Instructions to follow: Find "if state.session.phase() == Phase::Playing" in the data, then restate the line it sits in and every later line word for word, ending with the last line.

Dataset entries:
[Start of section]
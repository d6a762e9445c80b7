use ggegui::{egui, GuiContext};
use ggez::graphics::{Canvas, Color, DrawParam};
use ggez::{Context, GameResult};
use kickabout::session::{ClientSession, Phase};
use kickabout::MAX_PLAYERS;

use crate::{lobby_scene::LobbyScene, network::Network, render, scene::Transition, GameState};

pub struct RoomScene;

impl RoomScene {
    pub fn new() -> Self {
        Self
    }

    fn ui(&mut self, ctx: &mut GuiContext, session: &mut ClientSession, network: &mut Network) {
        use egui::*;

        let Some(room) = session.room() else {
            return;
        };

        let title = format!("Room {}", room.code);
        let player_count = format!("{}/{} players", room.players.len(), MAX_PLAYERS);
        let show_start = room.host && !room.started;
        let show_waiting = !room.host && !room.started;

        Window::new(title)
            .anchor(Align2::RIGHT_TOP, [-8.0, 8.0])
            .resizable(false)
            .show(ctx, |ui| {
                ui.label(player_count);

                if show_start {
                    let start = ui.add_enabled(session.can_start(), Button::new("Start game"));
                    if start.clicked() {
                        session.start_game(network);
                    }
                }

                if show_waiting {
                    ui.horizontal(|ui| {
                        ui.spinner();
                        ui.label("Waiting for the host to start...");
                    });
                }

                ui.separator();

                if ui.button("Leave").clicked() {
                    session.leave_room(network);
                }
            });
    }

    pub fn update(&mut self, ctx: &mut Context, state: &mut GameState) -> GameResult<Transition> {
        let mut gui_ctx = state.gui.ctx();
        self.ui(&mut gui_ctx, &mut state.session, &mut state.network);
        state.gui.update(ctx);

        if state.session.phase() == Phase::Lobby {
            return Ok(Transition::Switch(LobbyScene::new().into()));
        }

        state.session.frame(&mut state.network);

        Ok(Transition::None)
    }

    pub fn draw(&mut self, ctx: &mut Context, state: &mut GameState) -> GameResult<()> {
        let mut canvas = Canvas::from_frame(ctx, Color::BLACK);

        if state.session.phase() == Phase::Playing {
            render::draw_field(ctx, &mut canvas, &state.session)?;
        }

        canvas.draw(&state.gui, DrawParam::default());
        canvas.finish(ctx)
    }
}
[End of section]
Result below:
        if state.session.phase() == Phase::Playing {
            render::draw_field(ctx, &mut canvas, &state.session)?;
        }

        canvas.draw(&state.gui, DrawParam::default());
        canvas.finish(ctx)
    }
}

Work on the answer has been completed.